#### Your assignment
Each line that contains the word "trainer" counts once; give the total for the records below and nothing else.

Collection entries:
[Start of section]

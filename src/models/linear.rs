//! Ordinary least squares linear regression

use crate::error::{PipelineError, Result};
use ndarray::{Array1, Array2, Axis};
use serde::{Deserialize, Serialize};

/// Linear regression fit by solving the normal equations.
///
/// Uses Cholesky decomposition with a small ridge retry for near-singular
/// systems, falling back to Gauss-Jordan elimination.
#[derive(Debug, Clone, Serialize, Deserialize)]
pub struct LinearRegression {
    coefficients: Option<Array1<f64>>,
    intercept: f64,
    pub fit_intercept: bool,
    is_fitted: bool,
}

impl LinearRegression {
    pub fn new() -> Self {
        Self {
            coefficients: None,
            intercept: 0.0,
            fit_intercept: true,
            is_fitted: false,
        }
    }

    pub fn fit(&mut self, x: &Array2<f64>, y: &Array1<f64>) -> Result<()> {
        let n_samples = x.nrows();
        if n_samples != y.len() {
            return Err(PipelineError::Shape {
                expected: format!("y length = {n_samples}"),
                actual: format!("y length = {}", y.len()),
            });
        }

        let (x_centered, y_centered, x_mean, y_mean) = if self.fit_intercept {
            let x_mean = x
                .mean_axis(Axis(0))
                .ok_or_else(|| PipelineError::Training("empty feature matrix".to_string()))?;
            let y_mean = y.mean().unwrap_or(0.0);
            let x_centered = x - &x_mean.clone().insert_axis(Axis(0));
            let y_centered = y - y_mean;
            (x_centered, y_centered, x_mean, y_mean)
        } else {
            (x.clone(), y.clone(), Array1::zeros(x.ncols()), 0.0)
        };

        let xtx = x_centered.t().dot(&x_centered);
        let xty = x_centered.t().dot(&y_centered);

        let coefficients = solve_spd(&xtx, &xty).ok_or_else(|| {
            PipelineError::Training("normal equations are singular".to_string())
        })?;

        self.intercept = if self.fit_intercept {
            y_mean - coefficients.dot(&x_mean)
        } else {
            0.0
        };
        self.coefficients = Some(coefficients);
        self.is_fitted = true;
        Ok(())
    }

    pub fn predict(&self, x: &Array2<f64>) -> Result<Array1<f64>> {
        let coefficients = self
            .coefficients
            .as_ref()
            .ok_or(PipelineError::NotFitted)?;
        Ok(x.dot(coefficients) + self.intercept)
    }
}

impl Default for LinearRegression {
    fn default() -> Self {
        Self::new()
    }
}

/// Solve the symmetric positive-definite system `a x = b`.
///
/// Tries plain Cholesky, then Cholesky with a ridge proportional to the
/// diagonal magnitude, then Gauss-Jordan inversion.
fn solve_spd(a: &Array2<f64>, b: &Array1<f64>) -> Option<Array1<f64>> {
    if let Some(x) = cholesky_solve(a, b) {
        return Some(x);
    }

    let n = a.nrows();
    let ridge = 1e-8 * a.diag().iter().map(|v| v.abs()).sum::<f64>() / n.max(1) as f64;
    let mut a_reg = a.clone();
    for i in 0..n {
        a_reg[[i, i]] += ridge;
    }
    if let Some(x) = cholesky_solve(&a_reg, b) {
        return Some(x);
    }

    matrix_inverse(a).map(|inv| inv.dot(b))
}

fn cholesky_solve(a: &Array2<f64>, b: &Array1<f64>) -> Option<Array1<f64>> {
    let n = a.nrows();
    if n != a.ncols() || n != b.len() {
        return None;
    }

    // A = L L^T
    let mut l: Array2<f64> = Array2::zeros((n, n));
    for i in 0..n {
        for j in 0..=i {
            let mut sum = 0.0;
            for k in 0..j {
                sum += l[[i, k]] * l[[j, k]];
            }
            if i == j {
                let diag = a[[i, i]] - sum;
                if diag <= 0.0 {
                    return None;
                }
                l[[i, j]] = diag.sqrt();
            } else {
                l[[i, j]] = (a[[i, j]] - sum) / l[[j, j]];
            }
        }
    }

    // Forward substitution: L y = b
    let mut y: Array1<f64> = Array1::zeros(n);
    for i in 0..n {
        let mut sum = 0.0;
        for j in 0..i {
            sum += l[[i, j]] * y[j];
        }
        y[i] = (b[i] - sum) / l[[i, i]];
    }

    // Backward substitution: L^T x = y
    let mut x: Array1<f64> = Array1::zeros(n);
    for i in (0..n).rev() {
        let mut sum = 0.0;
        for j in (i + 1)..n {
            sum += l[[j, i]] * x[j];
        }
        x[i] = (y[i] - sum) / l[[i, i]];
    }

    Some(x)
}

fn matrix_inverse(m: &Array2<f64>) -> Option<Array2<f64>> {
    let n = m.nrows();
    if n != m.ncols() {
        return None;
    }

    // Augmented matrix [M | I], Gauss-Jordan with partial pivoting
    let mut aug: Array2<f64> = Array2::zeros((n, 2 * n));
    for i in 0..n {
        for j in 0..n {
            aug[[i, j]] = m[[i, j]];
        }
        aug[[i, n + i]] = 1.0;
    }

    for col in 0..n {
        let mut max_row = col;
        for row in col + 1..n {
            if aug[[row, col]].abs() > aug[[max_row, col]].abs() {
                max_row = row;
            }
        }
        if max_row != col {
            for j in 0..2 * n {
                aug.swap([col, j], [max_row, j]);
            }
        }
        if aug[[col, col]].abs() < 1e-10 {
            return None;
        }

        let pivot = aug[[col, col]];
        for j in 0..2 * n {
            aug[[col, j]] /= pivot;
        }
        for row in 0..n {
            if row != col {
                let factor = aug[[row, col]];
                for j in 0..2 * n {
                    aug[[row, j]] -= factor * aug[[col, j]];
                }
            }
        }
    }

    let mut inv: Array2<f64> = Array2::zeros((n, n));
    for i in 0..n {
        for j in 0..n {
            inv[[i, j]] = aug[[i, n + j]];
        }
    }
    Some(inv)
}

#[cfg(test)]
mod tests {
    use super::*;
    use ndarray::array;

    #[test]
    fn test_exact_linear_relation() {
        let x = array![[1.0], [2.0], [3.0], [4.0]];
        let y = array![3.0, 5.0, 7.0, 9.0]; // y = 2x + 1

        let mut model = LinearRegression::new();
        model.fit(&x, &y).unwrap();

        let pred = model.predict(&array![[5.0]]).unwrap();
        assert!((pred[0] - 11.0).abs() < 1e-8);
    }

    #[test]
    fn test_two_features() {
        let x = array![
            [1.0, 0.0],
            [0.0, 1.0],
            [1.0, 1.0],
            [2.0, 1.0],
            [1.0, 2.0],
        ];
        let y: Array1<f64> = x.rows().into_iter().map(|r| 3.0 * r[0] - r[1] + 0.5).collect();

        let mut model = LinearRegression::new();
        model.fit(&x, &y).unwrap();

        let pred = model.predict(&x).unwrap();
        for (p, t) in pred.iter().zip(y.iter()) {
            assert!((p - t).abs() < 1e-8);
        }
    }

    #[test]
    fn test_predict_before_fit_errors() {
        let model = LinearRegression::new();
        assert!(matches!(
            model.predict(&array![[1.0]]),
            Err(PipelineError::NotFitted)
        ));
    }

    #[test]
    fn test_shape_mismatch_errors() {
        let x = array![[1.0], [2.0]];
        let y = array![1.0, 2.0, 3.0];
        let mut model = LinearRegression::new();
        assert!(model.fit(&x, &y).is_err());
    }

    #[test]
    fn test_collinear_features_still_solve() {
        // Second feature duplicates the first; ridge retry should handle it
        let x = array![[1.0, 1.0], [2.0, 2.0], [3.0, 3.0], [4.0, 4.0]];
        let y = array![2.0, 4.0, 6.0, 8.0];

        let mut model = LinearRegression::new();
        model.fit(&x, &y).unwrap();
        let pred = model.predict(&x).unwrap();
        for (p, t) in pred.iter().zip(y.iter()) {
            assert!((p - t).abs() < 1e-4);
        }
    }
}
//! Candidate regression models
//!
//! Every candidate is a variant of [`Regressor`] so the trainer can hold a
//! uniform registry, score each one, and persist the winner as a single
//! serializable value.

pub mod decision_tree;
#[cfg(feature = "boosted")]
pub mod gradient_boosting;
pub mod linear;
pub mod metrics;
pub mod random_forest;

pub use decision_tree::DecisionTree;
#[cfg(feature = "boosted")]
pub use gradient_boosting::GradientBoosting;
pub use linear::LinearRegression;
pub use random_forest::RandomForest;

use crate::error::Result;
use ndarray::{Array1, Array2};
use serde::{Deserialize, Serialize};

/// A trainable regression model.
#[derive(Debug, Clone, Serialize, Deserialize)]
pub enum Regressor {
    Linear(LinearRegression),
    Forest(RandomForest),
    #[cfg(feature = "boosted")]
    Boosted(GradientBoosting),
}

impl Regressor {
    pub fn name(&self) -> &'static str {
        match self {
            Regressor::Linear(_) => "LinearRegression",
            Regressor::Forest(_) => "RandomForest",
            #[cfg(feature = "boosted")]
            Regressor::Boosted(_) => "GradientBoosting",
        }
    }

    /// An untrained copy carrying the same hyperparameters.
    pub fn fresh(&self) -> Regressor {
        match self {
            Regressor::Linear(m) => {
                let mut new = LinearRegression::new();
                new.fit_intercept = m.fit_intercept;
                Regressor::Linear(new)
            }
            Regressor::Forest(m) => {
                let mut new = RandomForest::new(m.n_estimators)
                    .with_min_samples_leaf(m.min_samples_leaf)
                    .with_bootstrap(m.bootstrap)
                    .with_seed(m.seed);
                if let Some(depth) = m.max_depth {
                    new = new.with_max_depth(depth);
                }
                if let Some(k) = m.max_features {
                    new = new.with_max_features(k);
                }
                new.min_samples_split = m.min_samples_split;
                Regressor::Forest(new)
            }
            #[cfg(feature = "boosted")]
            Regressor::Boosted(m) => Regressor::Boosted(
                GradientBoosting::new(m.n_estimators)
                    .with_learning_rate(m.learning_rate)
                    .with_max_depth(m.max_depth)
                    .with_min_samples_leaf(m.min_samples_leaf)
                    .with_subsample(m.subsample)
                    .with_colsample(m.colsample)
                    .with_seed(m.seed),
            ),
        }
    }

    pub fn fit(&mut self, x: &Array2<f64>, y: &Array1<f64>) -> Result<()> {
        match self {
            Regressor::Linear(m) => m.fit(x, y),
            Regressor::Forest(m) => m.fit(x, y),
            #[cfg(feature = "boosted")]
            Regressor::Boosted(m) => m.fit(x, y),
        }
    }

    pub fn predict(&self, x: &Array2<f64>) -> Result<Array1<f64>> {
        match self {
            Regressor::Linear(m) => m.predict(x),
            Regressor::Forest(m) => m.predict(x),
            #[cfg(feature = "boosted")]
            Regressor::Boosted(m) => m.predict(x),
        }
    }
}

/// The fixed candidate lineup evaluated by the trainer, in registration
/// order. Ties on score go to the earlier entry.
pub fn candidate_registry(seed: u64) -> Vec<Regressor> {
    #[cfg_attr(not(feature = "boosted"), allow(unused_mut))]
    let mut candidates = vec![
        Regressor::Linear(LinearRegression::new()),
        Regressor::Forest(RandomForest::new(200).with_seed(seed)),
    ];

    #[cfg(feature = "boosted")]
    candidates.push(Regressor::Boosted(
        GradientBoosting::new(300)
            .with_learning_rate(0.05)
            .with_max_depth(4)
            .with_subsample(0.9)
            .with_colsample(0.9)
            .with_seed(seed),
    ));

    #[cfg(not(feature = "boosted"))]
    tracing::warn!("boosted feature disabled; gradient boosting candidate skipped");

    candidates
}
//! Random forest regressor
//!
//! Bagged ensemble of [`DecisionTree`]s trained in parallel with rayon.
//! Each tree gets a deterministic seed derived from the forest seed, so
//! results are reproducible regardless of thread scheduling.

use crate::error::{PipelineError, Result};
use crate::models::decision_tree::DecisionTree;
use ndarray::{Array1, Array2, Axis};
use rand::{Rng, SeedableRng};
use rand_chacha::ChaCha8Rng;
use rayon::prelude::*;
use serde::{Deserialize, Serialize};
use tracing::debug;

#[derive(Debug, Clone, Serialize, Deserialize)]
pub struct RandomForest {
    trees: Vec<DecisionTree>,
    pub n_estimators: usize,
    pub max_depth: Option<usize>,
    pub min_samples_split: usize,
    pub min_samples_leaf: usize,
    /// Features sampled per split; `None` uses all features.
    pub max_features: Option<usize>,
    pub bootstrap: bool,
    pub seed: u64,
}

impl RandomForest {
    pub fn new(n_estimators: usize) -> Self {
        Self {
            trees: Vec::new(),
            n_estimators,
            max_depth: None,
            min_samples_split: 2,
            min_samples_leaf: 1,
            max_features: None,
            bootstrap: true,
            seed: 0,
        }
    }

    pub fn with_max_depth(mut self, depth: usize) -> Self {
        self.max_depth = Some(depth);
        self
    }

    pub fn with_min_samples_leaf(mut self, min_samples: usize) -> Self {
        self.min_samples_leaf = min_samples;
        self
    }

    pub fn with_max_features(mut self, max_features: usize) -> Self {
        self.max_features = Some(max_features);
        self
    }

    pub fn with_bootstrap(mut self, bootstrap: bool) -> Self {
        self.bootstrap = bootstrap;
        self
    }

    pub fn with_seed(mut self, seed: u64) -> Self {
        self.seed = seed;
        self
    }

    pub fn fit(&mut self, x: &Array2<f64>, y: &Array1<f64>) -> Result<()> {
        let n_samples = x.nrows();
        if n_samples != y.len() {
            return Err(PipelineError::Shape {
                expected: format!("y length = {n_samples}"),
                actual: format!("y length = {}", y.len()),
            });
        }
        if n_samples == 0 {
            return Err(PipelineError::Training("empty training set".to_string()));
        }
        if self.n_estimators == 0 {
            return Err(PipelineError::Training(
                "n_estimators must be at least 1".to_string(),
            ));
        }

        let base_seed = self.seed;
        self.trees = (0..self.n_estimators)
            .into_par_iter()
            .map(|tree_idx| {
                let tree_seed = base_seed.wrapping_add(tree_idx as u64);
                let (x_boot, y_boot) = if self.bootstrap {
                    let mut rng = ChaCha8Rng::seed_from_u64(tree_seed);
                    let sample: Vec<usize> =
                        (0..n_samples).map(|_| rng.gen_range(0..n_samples)).collect();
                    let x_boot = x.select(Axis(0), &sample);
                    let y_boot = Array1::from_iter(sample.iter().map(|&i| y[i]));
                    (x_boot, y_boot)
                } else {
                    (x.clone(), y.clone())
                };

                let mut tree = DecisionTree::new()
                    .with_min_samples_split(self.min_samples_split)
                    .with_min_samples_leaf(self.min_samples_leaf)
                    .with_seed(tree_seed);
                if let Some(depth) = self.max_depth {
                    tree = tree.with_max_depth(depth);
                }
                if let Some(k) = self.max_features {
                    tree = tree.with_max_features(k);
                }
                tree.fit(&x_boot, &y_boot)?;
                Ok(tree)
            })
            .collect::<Result<Vec<_>>>()?;

        debug!(n_trees = self.trees.len(), "random forest fitted");
        Ok(())
    }

    /// Mean of the per-tree predictions.
    pub fn predict(&self, x: &Array2<f64>) -> Result<Array1<f64>> {
        if self.trees.is_empty() {
            return Err(PipelineError::NotFitted);
        }

        let mut total: Array1<f64> = Array1::zeros(x.nrows());
        for tree in &self.trees {
            total = total + tree.predict(x)?;
        }
        Ok(total / self.trees.len() as f64)
    }
}

#[cfg(test)]
mod tests {
    use super::*;
    use crate::models::metrics::r2_score;
    use ndarray::array;

    fn training_data() -> (Array2<f64>, Array1<f64>) {
        // y = 2 * x0 + noise-free
        let rows = 40;
        let mut x = Array2::zeros((rows, 2));
        let mut y = Array1::zeros(rows);
        for i in 0..rows {
            let v = i as f64;
            x[[i, 0]] = v;
            x[[i, 1]] = (v * 7.0) % 11.0;
            y[i] = 2.0 * v;
        }
        (x, y)
    }

    #[test]
    fn test_fits_training_data_well() {
        let (x, y) = training_data();
        let mut forest = RandomForest::new(25).with_seed(42);
        forest.fit(&x, &y).unwrap();

        let pred = forest.predict(&x).unwrap();
        assert!(r2_score(&y, &pred) > 0.9);
    }

    #[test]
    fn test_deterministic_with_same_seed() {
        let (x, y) = training_data();

        let mut a = RandomForest::new(10).with_seed(7);
        a.fit(&x, &y).unwrap();
        let mut b = RandomForest::new(10).with_seed(7);
        b.fit(&x, &y).unwrap();

        assert_eq!(a.predict(&x).unwrap(), b.predict(&x).unwrap());
    }

    #[test]
    fn test_different_seeds_differ() {
        let (x, y) = training_data();

        let mut a = RandomForest::new(10).with_seed(1);
        a.fit(&x, &y).unwrap();
        let mut b = RandomForest::new(10).with_seed(2);
        b.fit(&x, &y).unwrap();

        assert_ne!(a.predict(&x).unwrap(), b.predict(&x).unwrap());
    }

    #[test]
    fn test_predict_before_fit_errors() {
        let forest = RandomForest::new(5);
        assert!(matches!(
            forest.predict(&array![[1.0, 2.0]]),
            Err(PipelineError::NotFitted)
        ));
    }

    #[test]
    fn test_zero_estimators_rejected() {
        let (x, y) = training_data();
        let mut forest = RandomForest::new(0);
        assert!(forest.fit(&x, &y).is_err());
    }
}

[End of section]

#### Answer for this exercise
2